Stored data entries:

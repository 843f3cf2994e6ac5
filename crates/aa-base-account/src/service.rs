//! # Base Account Service
//!
//! Application service implementing [`AccountAuthenticationApi`].
//!
//! ## Authentication flow
//!
//! 1. Preconditions: privileged caller, signer index in range, non-empty
//!    mode descriptor. Nothing is touched if any of these fail.
//! 2. Assemble signer data (consumes the next sequence).
//! 3. Decode the transaction and take the signer info from the signed
//!    auth info; the request's copy must match it exactly.
//! 4. Compare the signed sequence with the consumed one.
//! 5. Resolve the signed sign mode and produce sign-bytes.
//! 6. Verify the signature with the account key.
//!
//! The sequence is never rolled back here; a failed attempt burns it.

use crate::config::{AccountConfig, ConfigError};
use crate::domain::entities::{
    AuthenticateResponse, MsgAuthenticate, MsgInit, MsgInitResponse, MsgSwapPubKey,
    MsgSwapPubKeyResponse, QuerySequenceResponse,
};
use crate::domain::errors::AuthError;
use crate::domain::signer_data::SignerDataAssembler;
use crate::ports::inbound::AccountAuthenticationApi;
use crate::ports::outbound::{
    AccountRegistry, AccountStateStore, AddressCodec, CallerAuthority, HeaderService,
};
use aa_telemetry::{
    auth_span, log_account_event, log_event, metric_inc, time_histogram, AUTH_ATTEMPTS,
    AUTH_DURATION, KEY_ROTATIONS,
};
use aa_tx_signing::{resolve, HandlerMap, SignerInfo, TxDecoder};
use shared_crypto::{Secp256k1PublicKey, Secp256k1Signature};
use shared_types::{ExecutionContext, StoreError};
use std::sync::Arc;
use tracing::debug;

const COMPONENT: &str = "base_account";

/// Base account service.
pub struct BaseAccountService<S, H, R, C, A>
where
    S: AccountStateStore,
    H: HeaderService,
    R: AccountRegistry,
    C: CallerAuthority,
    A: AddressCodec,
{
    config: AccountConfig,
    handlers: HandlerMap,
    decoder: TxDecoder,
    store: Arc<S>,
    header: Arc<H>,
    registry: Arc<R>,
    authority: Arc<C>,
    codec: Arc<A>,
}

impl<S, H, R, C, A> BaseAccountService<S, H, R, C, A>
where
    S: AccountStateStore,
    H: HeaderService,
    R: AccountRegistry,
    C: CallerAuthority,
    A: AddressCodec,
{
    /// Create a new service after validating `config`.
    pub fn new(
        config: AccountConfig,
        store: Arc<S>,
        header: Arc<H>,
        registry: Arc<R>,
        authority: Arc<C>,
        codec: Arc<A>,
    ) -> Result<Self, ConfigError> {
        config.validate()?;
        let handlers = HandlerMap::with_modes(config.sign_modes.iter().copied()).map_err(|e| {
            ConfigError::InvalidValue {
                key: "sign_modes",
                value: e.to_string(),
            }
        })?;
        let decoder = TxDecoder::new(config.max_tx_bytes);

        log_event!(
            info,
            COMPONENT,
            "Base account service created",
            privileged_module = %config.privileged_module,
            sign_modes = ?handlers.modes(),
            max_tx_bytes = config.max_tx_bytes
        );

        Ok(Self {
            config,
            handlers,
            decoder,
            store,
            header,
            registry,
            authority,
            codec,
        })
    }

    pub fn config(&self) -> &AccountConfig {
        &self.config
    }

    fn require_privileged(
        &self,
        ctx: &ExecutionContext,
        operation: &'static str,
    ) -> Result<(), AuthError> {
        if self.authority.is_privileged_caller(ctx) {
            Ok(())
        } else {
            Err(AuthError::Unauthorized {
                caller: ctx.sender.to_string(),
                operation,
            })
        }
    }

    /// Checks that must pass before any state is touched.
    fn check_preconditions<'r>(
        &self,
        ctx: &ExecutionContext,
        request: &'r MsgAuthenticate,
    ) -> Result<&'r SignerInfo, AuthError> {
        self.require_privileged(ctx, "authenticate")?;

        let index = request.signer_index;
        if index >= request.raw_tx.signatures.len() {
            return Err(AuthError::MalformedRequest(format!(
                "signer index {index} out of range for {} signatures",
                request.raw_tx.signatures.len()
            )));
        }
        let signer_info = request.signer_infos.get(index).ok_or_else(|| {
            AuthError::MalformedRequest(format!(
                "signer index {index} out of range for {} signer infos",
                request.signer_infos.len()
            ))
        })?;

        if signer_info.mode_info.is_empty() {
            return Err(AuthError::MalformedRequest(
                "sign mode descriptor is empty".into(),
            ));
        }

        Ok(signer_info)
    }

    /// Runs one attempt. `mode_label` is set once the signed sign mode is
    /// known.
    fn run_authentication(
        &self,
        ctx: &ExecutionContext,
        request: &MsgAuthenticate,
        mode_label: &mut &'static str,
    ) -> Result<AuthenticateResponse, AuthError> {
        let claimed_info = self.check_preconditions(ctx, request)?;
        let index = request.signer_index;

        let assembler = SignerDataAssembler::new(
            self.store.as_ref(),
            self.header.as_ref(),
            self.registry.as_ref(),
            self.codec.as_ref(),
        );
        let (pub_key, signer_data) = assembler.assemble(ctx)?;

        let tx_data = self.decoder.decode(&request.raw_tx)?;

        // Only the signer info covered by the signature is trusted.
        let signer_info = tx_data.auth_info.signer_infos.get(index).ok_or_else(|| {
            AuthError::SignerInfoMismatch(format!(
                "signer index {index} out of range for {} signed signer infos",
                tx_data.auth_info.signer_infos.len()
            ))
        })?;
        if let Ok(mode) = resolve(&signer_info.mode_info) {
            *mode_label = mode.label();
        }

        if signer_info.sequence != signer_data.sequence {
            return Err(AuthError::SequenceMismatch {
                expected: signer_data.sequence,
                got: signer_info.sequence,
            });
        }

        if signer_info != claimed_info {
            return Err(AuthError::SignerInfoMismatch(format!(
                "signer info {index} differs from the signed auth info"
            )));
        }

        let mode = resolve(&signer_info.mode_info)?;
        if !self.handlers.supports(mode) {
            return Err(AuthError::UnsupportedSignMode(format!(
                "{mode} is not enabled"
            )));
        }
        let sign_bytes = self.handlers.get_sign_bytes(mode, &signer_data, &tx_data)?;
        debug!(mode = mode.label(), len = sign_bytes.len(), "Computed sign bytes");

        let raw_signature = &request.raw_tx.signatures[index];
        let signature = Secp256k1Signature::from_slice(raw_signature)?;
        pub_key.verify(&sign_bytes, &signature)?;

        Ok(AuthenticateResponse::default())
    }

    fn parse_key(bytes: &[u8]) -> Result<Secp256k1PublicKey, AuthError> {
        Secp256k1PublicKey::from_slice(bytes)
            .map_err(|e| AuthError::MalformedRequest(format!("invalid public key: {e}")))
    }
}

impl<S, H, R, C, A> AccountAuthenticationApi for BaseAccountService<S, H, R, C, A>
where
    S: AccountStateStore,
    H: HeaderService,
    R: AccountRegistry,
    C: CallerAuthority,
    A: AddressCodec,
{
    fn authenticate(
        &self,
        ctx: &ExecutionContext,
        request: &MsgAuthenticate,
    ) -> Result<AuthenticateResponse, AuthError> {
        let _timer = time_histogram!(AUTH_DURATION);
        let span = auth_span!(
            "authenticate",
            account = %ctx.whoami,
            caller = %ctx.sender,
            signer_index = request.signer_index
        );
        let _enter = span.enter();

        let mut mode_label = "unresolved";
        let result = self.run_authentication(ctx, request, &mut mode_label);

        match &result {
            Ok(_) => {
                metric_inc!(AUTH_ATTEMPTS, &[mode_label, "success"]);
                log_account_event!(
                    info,
                    COMPONENT,
                    "Transaction authenticated",
                    ctx.whoami,
                    sign_mode = mode_label
                );
            }
            Err(err) => {
                metric_inc!(AUTH_ATTEMPTS, &[mode_label, err.kind()]);
                log_event!(
                    warn,
                    COMPONENT,
                    "Authentication rejected",
                    account = %ctx.whoami,
                    sign_mode = mode_label,
                    error_kind = err.kind(),
                    error = %err,
                    sequence_consumed = !err.is_precondition()
                );
            }
        }

        result
    }

    fn init(&self, ctx: &ExecutionContext, msg: &MsgInit) -> Result<MsgInitResponse, AuthError> {
        self.require_privileged(ctx, "init")?;
        let pub_key = Self::parse_key(&msg.pub_key)?;

        self.store
            .initialize(&ctx.whoami, pub_key)
            .map_err(|e| match e {
                StoreError::AlreadyExists(_) => {
                    AuthError::MalformedRequest(format!("account {} already initialised", ctx.whoami))
                }
                other => other.into(),
            })?;

        log_account_event!(info, COMPONENT, "Account initialised", ctx.whoami);
        Ok(MsgInitResponse::default())
    }

    fn swap_pub_key(
        &self,
        ctx: &ExecutionContext,
        msg: &MsgSwapPubKey,
    ) -> Result<MsgSwapPubKeyResponse, AuthError> {
        if !ctx.is_self_call() {
            return Err(AuthError::Unauthorized {
                caller: ctx.sender.to_string(),
                operation: "swap_pub_key",
            });
        }
        let pub_key = Self::parse_key(&msg.new_pub_key)?;

        self.store
            .set_public_key(&ctx.whoami, pub_key)
            .map_err(|e| match e {
                StoreError::NotFound(account) => AuthError::PublicKeyNotSet(account),
                other => other.into(),
            })?;

        metric_inc!(KEY_ROTATIONS);
        log_account_event!(info, COMPONENT, "Public key rotated", ctx.whoami);
        Ok(MsgSwapPubKeyResponse::default())
    }

    fn query_sequence(&self, ctx: &ExecutionContext) -> Result<QuerySequenceResponse, AuthError> {
        let sequence = self.store.current_sequence(&ctx.whoami)?;
        Ok(QuerySequenceResponse { sequence })
    }
}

__Activity__: Show the lines of the records that contain the word "signatures".

__Response to this exercise__:
        if index >= request.raw_tx.signatures.len() {
                "signer index {index} out of range for {} signatures",
                request.raw_tx.signatures.len()
        let raw_signature = &request.raw_tx.signatures[index];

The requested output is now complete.